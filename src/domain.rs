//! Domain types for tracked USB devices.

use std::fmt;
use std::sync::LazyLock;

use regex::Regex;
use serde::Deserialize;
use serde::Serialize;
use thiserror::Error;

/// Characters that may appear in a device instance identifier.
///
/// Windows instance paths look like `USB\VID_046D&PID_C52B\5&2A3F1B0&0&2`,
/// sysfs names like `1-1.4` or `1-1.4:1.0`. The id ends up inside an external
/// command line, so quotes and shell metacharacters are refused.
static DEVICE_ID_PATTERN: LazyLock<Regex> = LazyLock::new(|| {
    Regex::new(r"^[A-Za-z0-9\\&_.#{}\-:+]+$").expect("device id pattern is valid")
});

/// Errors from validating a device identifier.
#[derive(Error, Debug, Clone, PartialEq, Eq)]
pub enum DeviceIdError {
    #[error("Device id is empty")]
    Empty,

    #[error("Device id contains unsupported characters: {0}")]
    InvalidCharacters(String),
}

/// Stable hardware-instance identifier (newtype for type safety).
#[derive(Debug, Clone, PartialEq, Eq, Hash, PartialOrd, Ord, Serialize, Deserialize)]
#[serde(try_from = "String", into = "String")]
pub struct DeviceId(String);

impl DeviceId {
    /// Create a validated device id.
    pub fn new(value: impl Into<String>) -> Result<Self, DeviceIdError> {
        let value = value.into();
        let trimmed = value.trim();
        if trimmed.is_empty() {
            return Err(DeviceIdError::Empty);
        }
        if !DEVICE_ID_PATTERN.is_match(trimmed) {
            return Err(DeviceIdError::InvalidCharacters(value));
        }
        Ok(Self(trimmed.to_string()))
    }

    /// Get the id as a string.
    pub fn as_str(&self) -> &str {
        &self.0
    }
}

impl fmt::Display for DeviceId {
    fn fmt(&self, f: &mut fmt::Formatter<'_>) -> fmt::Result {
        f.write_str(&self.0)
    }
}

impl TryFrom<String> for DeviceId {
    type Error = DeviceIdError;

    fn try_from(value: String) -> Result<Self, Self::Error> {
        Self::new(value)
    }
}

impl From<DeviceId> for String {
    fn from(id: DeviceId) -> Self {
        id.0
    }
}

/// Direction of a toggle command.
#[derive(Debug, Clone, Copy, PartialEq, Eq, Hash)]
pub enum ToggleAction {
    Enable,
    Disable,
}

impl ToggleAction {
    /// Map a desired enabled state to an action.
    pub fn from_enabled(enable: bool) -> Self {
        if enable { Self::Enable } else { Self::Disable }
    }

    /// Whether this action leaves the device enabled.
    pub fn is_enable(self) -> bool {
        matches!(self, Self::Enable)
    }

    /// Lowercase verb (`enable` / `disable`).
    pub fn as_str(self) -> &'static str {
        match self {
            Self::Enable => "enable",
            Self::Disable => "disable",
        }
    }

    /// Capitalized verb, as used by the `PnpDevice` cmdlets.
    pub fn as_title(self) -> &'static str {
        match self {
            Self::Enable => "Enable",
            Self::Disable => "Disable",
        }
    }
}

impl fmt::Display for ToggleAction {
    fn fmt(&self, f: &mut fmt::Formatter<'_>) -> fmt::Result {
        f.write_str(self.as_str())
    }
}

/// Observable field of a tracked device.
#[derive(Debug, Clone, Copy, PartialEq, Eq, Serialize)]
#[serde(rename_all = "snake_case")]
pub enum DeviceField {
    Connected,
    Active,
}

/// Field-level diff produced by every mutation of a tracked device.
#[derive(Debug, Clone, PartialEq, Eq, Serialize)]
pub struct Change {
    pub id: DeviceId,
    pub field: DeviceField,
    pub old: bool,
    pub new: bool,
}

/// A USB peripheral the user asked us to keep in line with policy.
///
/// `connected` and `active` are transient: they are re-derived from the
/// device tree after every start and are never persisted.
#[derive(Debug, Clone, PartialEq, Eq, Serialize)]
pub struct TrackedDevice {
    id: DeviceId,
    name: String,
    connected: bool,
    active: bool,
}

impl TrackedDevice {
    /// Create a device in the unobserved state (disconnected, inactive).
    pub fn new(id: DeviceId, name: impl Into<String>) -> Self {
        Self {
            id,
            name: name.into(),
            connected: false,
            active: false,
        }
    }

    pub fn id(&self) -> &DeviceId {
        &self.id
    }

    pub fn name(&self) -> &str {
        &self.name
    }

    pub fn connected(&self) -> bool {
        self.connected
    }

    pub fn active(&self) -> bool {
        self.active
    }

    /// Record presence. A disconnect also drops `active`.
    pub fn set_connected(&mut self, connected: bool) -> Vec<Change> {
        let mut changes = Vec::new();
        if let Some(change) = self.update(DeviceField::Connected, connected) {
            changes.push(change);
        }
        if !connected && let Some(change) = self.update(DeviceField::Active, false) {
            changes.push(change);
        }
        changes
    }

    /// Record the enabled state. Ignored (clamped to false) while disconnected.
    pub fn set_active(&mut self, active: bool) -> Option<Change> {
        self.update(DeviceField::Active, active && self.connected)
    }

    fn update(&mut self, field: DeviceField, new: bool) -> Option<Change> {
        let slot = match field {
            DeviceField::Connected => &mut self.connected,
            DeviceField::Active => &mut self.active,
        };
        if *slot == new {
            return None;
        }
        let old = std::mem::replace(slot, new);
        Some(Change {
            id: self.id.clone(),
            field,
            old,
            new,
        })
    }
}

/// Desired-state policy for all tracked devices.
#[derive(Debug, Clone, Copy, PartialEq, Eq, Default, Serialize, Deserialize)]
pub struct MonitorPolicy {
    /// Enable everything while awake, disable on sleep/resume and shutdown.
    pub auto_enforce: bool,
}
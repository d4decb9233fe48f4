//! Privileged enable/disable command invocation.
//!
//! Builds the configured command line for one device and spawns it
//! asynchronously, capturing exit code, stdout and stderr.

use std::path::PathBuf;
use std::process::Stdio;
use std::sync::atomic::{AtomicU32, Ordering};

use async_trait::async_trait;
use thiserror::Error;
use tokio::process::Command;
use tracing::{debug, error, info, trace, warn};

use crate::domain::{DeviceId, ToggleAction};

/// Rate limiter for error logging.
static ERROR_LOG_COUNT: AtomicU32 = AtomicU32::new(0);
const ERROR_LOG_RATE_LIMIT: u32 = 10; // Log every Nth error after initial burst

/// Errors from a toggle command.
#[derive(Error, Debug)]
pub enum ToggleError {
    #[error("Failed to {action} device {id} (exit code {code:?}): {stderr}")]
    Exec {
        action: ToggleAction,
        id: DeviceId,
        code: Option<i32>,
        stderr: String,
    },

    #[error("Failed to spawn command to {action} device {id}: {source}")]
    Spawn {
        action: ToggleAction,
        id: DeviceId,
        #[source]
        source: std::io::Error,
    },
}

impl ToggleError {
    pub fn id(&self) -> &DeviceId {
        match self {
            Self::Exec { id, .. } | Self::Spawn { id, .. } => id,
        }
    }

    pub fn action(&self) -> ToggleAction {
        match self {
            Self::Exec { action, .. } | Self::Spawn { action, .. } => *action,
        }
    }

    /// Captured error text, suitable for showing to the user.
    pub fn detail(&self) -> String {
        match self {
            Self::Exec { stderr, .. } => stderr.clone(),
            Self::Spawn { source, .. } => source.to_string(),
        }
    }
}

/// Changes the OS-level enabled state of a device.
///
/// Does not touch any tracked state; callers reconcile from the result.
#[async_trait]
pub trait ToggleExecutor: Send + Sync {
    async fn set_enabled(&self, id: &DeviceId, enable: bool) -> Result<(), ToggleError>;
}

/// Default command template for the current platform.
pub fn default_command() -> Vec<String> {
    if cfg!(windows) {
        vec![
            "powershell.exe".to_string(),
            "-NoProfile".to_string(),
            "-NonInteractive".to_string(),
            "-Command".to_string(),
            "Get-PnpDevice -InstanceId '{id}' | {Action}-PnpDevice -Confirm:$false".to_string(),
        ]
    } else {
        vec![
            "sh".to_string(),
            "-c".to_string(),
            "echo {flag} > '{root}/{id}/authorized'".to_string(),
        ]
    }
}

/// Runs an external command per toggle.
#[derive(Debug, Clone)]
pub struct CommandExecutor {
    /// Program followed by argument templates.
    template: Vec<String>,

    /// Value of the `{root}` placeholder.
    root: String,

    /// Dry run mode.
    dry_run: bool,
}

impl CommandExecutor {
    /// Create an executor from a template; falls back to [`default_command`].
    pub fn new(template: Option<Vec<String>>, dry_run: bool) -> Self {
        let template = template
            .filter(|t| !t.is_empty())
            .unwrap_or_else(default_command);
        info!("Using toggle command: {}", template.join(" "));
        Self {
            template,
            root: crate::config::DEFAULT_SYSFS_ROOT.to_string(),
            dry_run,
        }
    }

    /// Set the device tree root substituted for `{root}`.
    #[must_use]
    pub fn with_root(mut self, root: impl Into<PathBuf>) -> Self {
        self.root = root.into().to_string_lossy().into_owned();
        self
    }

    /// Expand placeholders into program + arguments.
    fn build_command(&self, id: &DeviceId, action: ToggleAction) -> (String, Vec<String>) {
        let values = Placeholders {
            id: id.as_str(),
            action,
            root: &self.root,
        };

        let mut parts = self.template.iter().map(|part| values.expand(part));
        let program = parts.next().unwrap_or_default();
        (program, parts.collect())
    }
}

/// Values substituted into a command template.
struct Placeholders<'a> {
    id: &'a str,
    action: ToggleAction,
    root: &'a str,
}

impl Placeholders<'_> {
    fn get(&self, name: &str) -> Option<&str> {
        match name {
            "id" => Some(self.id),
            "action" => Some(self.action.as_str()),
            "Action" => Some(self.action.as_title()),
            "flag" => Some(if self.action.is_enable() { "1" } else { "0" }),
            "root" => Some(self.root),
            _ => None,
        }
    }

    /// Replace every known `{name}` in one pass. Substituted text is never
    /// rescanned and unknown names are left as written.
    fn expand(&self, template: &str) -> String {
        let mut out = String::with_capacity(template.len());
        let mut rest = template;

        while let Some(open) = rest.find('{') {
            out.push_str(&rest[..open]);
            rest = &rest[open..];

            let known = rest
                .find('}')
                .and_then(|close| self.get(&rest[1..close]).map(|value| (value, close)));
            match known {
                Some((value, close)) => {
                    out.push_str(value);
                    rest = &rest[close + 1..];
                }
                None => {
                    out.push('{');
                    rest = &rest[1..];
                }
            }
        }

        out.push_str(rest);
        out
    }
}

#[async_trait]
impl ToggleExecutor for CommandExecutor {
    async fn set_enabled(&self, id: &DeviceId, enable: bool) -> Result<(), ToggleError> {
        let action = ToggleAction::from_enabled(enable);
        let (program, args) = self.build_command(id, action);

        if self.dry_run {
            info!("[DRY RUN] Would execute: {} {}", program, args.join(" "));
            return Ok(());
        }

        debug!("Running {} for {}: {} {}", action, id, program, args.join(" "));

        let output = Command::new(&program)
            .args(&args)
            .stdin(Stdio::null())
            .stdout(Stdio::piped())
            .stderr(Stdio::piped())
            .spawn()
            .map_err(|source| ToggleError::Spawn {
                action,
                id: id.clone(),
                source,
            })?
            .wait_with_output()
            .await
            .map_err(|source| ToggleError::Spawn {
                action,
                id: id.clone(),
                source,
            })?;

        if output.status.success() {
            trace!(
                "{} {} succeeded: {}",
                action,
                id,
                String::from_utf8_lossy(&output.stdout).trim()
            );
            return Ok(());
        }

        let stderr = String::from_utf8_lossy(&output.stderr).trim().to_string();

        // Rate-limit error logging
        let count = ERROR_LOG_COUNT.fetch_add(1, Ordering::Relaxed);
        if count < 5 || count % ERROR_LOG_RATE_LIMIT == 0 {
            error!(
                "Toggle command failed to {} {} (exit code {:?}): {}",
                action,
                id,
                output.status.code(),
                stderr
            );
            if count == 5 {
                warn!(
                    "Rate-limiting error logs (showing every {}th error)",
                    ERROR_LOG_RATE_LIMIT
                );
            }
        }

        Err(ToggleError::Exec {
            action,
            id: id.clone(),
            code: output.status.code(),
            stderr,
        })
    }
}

■ EXERCISE ■
Show, from the listing above, each line that contains the word "after".

■ RESPONSE BELOW ■
/// device tree after every start and are never persisted.
const ERROR_LOG_RATE_LIMIT: u32 = 10; // Log every Nth error after initial burst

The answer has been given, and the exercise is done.